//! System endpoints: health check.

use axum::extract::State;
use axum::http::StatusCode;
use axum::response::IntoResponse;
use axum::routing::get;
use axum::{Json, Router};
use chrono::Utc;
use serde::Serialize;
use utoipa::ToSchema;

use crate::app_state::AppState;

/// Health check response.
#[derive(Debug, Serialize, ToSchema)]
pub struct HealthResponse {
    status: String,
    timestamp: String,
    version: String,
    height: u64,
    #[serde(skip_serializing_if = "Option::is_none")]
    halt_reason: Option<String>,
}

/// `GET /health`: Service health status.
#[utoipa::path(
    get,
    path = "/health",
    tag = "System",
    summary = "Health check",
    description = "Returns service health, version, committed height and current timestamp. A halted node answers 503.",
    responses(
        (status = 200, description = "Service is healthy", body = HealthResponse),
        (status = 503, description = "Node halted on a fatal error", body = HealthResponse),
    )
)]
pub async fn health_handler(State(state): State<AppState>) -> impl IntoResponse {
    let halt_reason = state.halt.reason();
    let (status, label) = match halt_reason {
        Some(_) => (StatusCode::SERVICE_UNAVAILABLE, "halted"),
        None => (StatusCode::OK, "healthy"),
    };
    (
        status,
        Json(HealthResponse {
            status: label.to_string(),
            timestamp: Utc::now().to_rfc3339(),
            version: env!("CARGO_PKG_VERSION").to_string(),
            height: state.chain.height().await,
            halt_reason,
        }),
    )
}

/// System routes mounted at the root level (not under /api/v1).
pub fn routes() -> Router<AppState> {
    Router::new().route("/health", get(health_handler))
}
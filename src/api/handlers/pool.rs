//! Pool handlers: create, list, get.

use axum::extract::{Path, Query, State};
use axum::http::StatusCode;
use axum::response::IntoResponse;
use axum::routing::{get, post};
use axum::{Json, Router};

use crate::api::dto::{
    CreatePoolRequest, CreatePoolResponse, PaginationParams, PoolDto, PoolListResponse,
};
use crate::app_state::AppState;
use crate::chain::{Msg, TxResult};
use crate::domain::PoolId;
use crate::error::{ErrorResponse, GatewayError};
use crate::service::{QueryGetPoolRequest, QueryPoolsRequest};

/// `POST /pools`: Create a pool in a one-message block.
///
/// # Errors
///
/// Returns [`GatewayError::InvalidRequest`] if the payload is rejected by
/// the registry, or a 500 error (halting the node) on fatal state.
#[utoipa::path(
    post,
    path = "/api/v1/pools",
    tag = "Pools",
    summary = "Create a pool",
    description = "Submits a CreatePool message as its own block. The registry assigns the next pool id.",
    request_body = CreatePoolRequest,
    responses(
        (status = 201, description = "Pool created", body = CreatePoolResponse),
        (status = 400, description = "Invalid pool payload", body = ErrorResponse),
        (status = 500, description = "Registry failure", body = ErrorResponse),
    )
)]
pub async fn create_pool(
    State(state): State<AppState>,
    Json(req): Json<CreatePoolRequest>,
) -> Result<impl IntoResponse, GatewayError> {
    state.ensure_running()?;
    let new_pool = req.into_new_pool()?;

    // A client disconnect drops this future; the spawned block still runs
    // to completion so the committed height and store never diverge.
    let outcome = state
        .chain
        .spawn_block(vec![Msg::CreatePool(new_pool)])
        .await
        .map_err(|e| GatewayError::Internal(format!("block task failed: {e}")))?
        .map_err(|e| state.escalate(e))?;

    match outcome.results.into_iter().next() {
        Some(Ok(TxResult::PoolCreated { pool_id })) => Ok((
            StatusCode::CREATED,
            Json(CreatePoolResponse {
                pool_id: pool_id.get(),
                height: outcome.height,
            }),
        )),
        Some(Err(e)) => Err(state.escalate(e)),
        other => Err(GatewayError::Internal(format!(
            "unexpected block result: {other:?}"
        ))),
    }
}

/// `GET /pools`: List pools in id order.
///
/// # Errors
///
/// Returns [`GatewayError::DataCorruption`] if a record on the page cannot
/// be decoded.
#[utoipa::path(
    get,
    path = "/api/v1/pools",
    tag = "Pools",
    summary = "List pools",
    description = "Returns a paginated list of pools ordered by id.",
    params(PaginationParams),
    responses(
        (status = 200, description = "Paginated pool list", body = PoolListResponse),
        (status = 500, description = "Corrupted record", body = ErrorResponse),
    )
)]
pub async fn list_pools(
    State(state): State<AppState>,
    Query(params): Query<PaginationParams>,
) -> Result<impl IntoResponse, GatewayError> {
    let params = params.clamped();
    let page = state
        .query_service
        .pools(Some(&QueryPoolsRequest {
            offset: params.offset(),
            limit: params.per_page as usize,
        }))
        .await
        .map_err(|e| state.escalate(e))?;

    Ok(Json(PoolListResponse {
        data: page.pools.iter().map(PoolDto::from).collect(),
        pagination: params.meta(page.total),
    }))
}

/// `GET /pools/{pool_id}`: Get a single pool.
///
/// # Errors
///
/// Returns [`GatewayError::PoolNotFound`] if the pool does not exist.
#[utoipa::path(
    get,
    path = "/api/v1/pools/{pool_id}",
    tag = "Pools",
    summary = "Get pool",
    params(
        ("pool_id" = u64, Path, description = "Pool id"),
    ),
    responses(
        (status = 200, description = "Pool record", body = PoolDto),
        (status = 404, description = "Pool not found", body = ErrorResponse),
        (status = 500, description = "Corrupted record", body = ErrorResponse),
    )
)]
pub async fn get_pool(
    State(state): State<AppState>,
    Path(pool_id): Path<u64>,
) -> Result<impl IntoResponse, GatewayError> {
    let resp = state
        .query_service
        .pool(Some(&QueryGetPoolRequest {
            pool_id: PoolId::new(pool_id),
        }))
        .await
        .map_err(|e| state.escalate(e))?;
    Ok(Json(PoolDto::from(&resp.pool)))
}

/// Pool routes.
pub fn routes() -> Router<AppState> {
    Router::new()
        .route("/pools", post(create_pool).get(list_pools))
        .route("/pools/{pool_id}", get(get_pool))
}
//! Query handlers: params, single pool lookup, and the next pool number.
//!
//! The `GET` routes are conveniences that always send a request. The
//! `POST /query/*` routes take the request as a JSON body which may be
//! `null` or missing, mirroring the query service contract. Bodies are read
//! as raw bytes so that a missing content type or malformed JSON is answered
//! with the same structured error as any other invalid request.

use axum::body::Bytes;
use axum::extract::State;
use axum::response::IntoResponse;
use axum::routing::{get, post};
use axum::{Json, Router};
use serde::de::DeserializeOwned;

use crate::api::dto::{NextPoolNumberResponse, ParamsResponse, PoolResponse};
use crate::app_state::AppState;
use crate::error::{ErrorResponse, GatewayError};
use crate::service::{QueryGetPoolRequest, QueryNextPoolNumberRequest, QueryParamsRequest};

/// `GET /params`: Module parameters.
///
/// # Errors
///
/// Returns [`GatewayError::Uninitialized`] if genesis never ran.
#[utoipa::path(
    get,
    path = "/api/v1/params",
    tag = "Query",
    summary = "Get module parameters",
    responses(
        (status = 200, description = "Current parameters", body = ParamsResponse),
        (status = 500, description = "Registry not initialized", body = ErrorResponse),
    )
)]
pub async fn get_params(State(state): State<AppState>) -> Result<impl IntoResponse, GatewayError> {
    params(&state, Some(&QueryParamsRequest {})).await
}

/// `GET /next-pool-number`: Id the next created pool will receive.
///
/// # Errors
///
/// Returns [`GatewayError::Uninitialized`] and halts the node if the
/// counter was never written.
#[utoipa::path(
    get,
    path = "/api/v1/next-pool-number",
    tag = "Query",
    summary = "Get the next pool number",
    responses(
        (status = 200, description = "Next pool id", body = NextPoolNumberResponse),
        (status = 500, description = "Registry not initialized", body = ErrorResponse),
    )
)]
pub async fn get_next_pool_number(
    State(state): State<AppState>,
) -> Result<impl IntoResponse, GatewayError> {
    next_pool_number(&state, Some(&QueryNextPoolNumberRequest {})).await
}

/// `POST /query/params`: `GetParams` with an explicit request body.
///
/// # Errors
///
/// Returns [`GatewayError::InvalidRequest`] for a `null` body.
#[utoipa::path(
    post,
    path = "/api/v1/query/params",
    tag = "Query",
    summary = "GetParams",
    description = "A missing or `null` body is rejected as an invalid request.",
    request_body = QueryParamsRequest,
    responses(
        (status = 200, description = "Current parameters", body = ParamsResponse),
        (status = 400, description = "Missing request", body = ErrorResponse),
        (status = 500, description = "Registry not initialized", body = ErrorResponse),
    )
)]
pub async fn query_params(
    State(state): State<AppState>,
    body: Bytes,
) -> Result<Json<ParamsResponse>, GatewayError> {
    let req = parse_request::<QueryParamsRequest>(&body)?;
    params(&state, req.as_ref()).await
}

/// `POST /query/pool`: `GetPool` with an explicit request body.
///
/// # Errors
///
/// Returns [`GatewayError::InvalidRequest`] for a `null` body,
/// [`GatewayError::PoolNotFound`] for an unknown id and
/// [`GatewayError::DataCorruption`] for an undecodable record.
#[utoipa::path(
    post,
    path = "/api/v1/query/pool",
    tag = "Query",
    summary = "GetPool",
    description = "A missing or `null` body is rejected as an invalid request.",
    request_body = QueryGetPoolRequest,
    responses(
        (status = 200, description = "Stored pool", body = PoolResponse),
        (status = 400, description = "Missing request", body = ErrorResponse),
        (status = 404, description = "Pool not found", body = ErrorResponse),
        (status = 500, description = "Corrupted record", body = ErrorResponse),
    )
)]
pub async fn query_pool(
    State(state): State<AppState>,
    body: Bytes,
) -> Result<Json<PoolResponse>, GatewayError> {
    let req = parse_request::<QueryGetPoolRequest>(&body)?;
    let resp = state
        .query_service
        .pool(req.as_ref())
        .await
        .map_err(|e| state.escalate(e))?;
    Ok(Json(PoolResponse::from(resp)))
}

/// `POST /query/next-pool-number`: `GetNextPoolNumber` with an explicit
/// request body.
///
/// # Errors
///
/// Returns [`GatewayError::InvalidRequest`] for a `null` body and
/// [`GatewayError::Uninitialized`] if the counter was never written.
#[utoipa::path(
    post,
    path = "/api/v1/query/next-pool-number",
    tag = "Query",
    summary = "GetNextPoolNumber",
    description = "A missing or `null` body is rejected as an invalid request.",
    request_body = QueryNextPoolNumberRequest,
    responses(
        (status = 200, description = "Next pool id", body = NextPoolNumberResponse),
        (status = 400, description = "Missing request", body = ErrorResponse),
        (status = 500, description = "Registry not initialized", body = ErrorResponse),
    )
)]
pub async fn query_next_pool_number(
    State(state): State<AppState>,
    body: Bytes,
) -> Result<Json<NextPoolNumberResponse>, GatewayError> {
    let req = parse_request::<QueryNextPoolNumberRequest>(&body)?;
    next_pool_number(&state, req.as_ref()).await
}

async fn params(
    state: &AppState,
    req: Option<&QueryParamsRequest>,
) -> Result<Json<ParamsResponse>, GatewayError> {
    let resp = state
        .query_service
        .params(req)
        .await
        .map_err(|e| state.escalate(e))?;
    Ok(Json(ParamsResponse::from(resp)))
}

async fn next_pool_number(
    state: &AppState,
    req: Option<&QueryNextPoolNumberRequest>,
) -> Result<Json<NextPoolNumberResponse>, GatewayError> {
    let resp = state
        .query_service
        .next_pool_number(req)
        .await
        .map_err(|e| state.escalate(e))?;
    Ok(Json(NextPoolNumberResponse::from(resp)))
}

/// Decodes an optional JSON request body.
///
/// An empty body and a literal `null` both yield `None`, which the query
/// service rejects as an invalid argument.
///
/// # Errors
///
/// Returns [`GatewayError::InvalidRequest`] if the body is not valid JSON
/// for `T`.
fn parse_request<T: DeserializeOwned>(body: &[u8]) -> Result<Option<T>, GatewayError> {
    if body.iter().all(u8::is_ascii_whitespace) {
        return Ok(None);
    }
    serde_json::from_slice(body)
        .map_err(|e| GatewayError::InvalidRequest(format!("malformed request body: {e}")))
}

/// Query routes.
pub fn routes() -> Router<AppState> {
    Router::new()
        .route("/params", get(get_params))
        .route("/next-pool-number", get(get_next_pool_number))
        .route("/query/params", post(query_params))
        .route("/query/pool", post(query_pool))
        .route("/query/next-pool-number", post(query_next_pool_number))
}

====================

* PROMPT: Counting only lines that contain "version", what is the total for the entries above? Give the number alone.

* RESULT OF THIS TASK: 3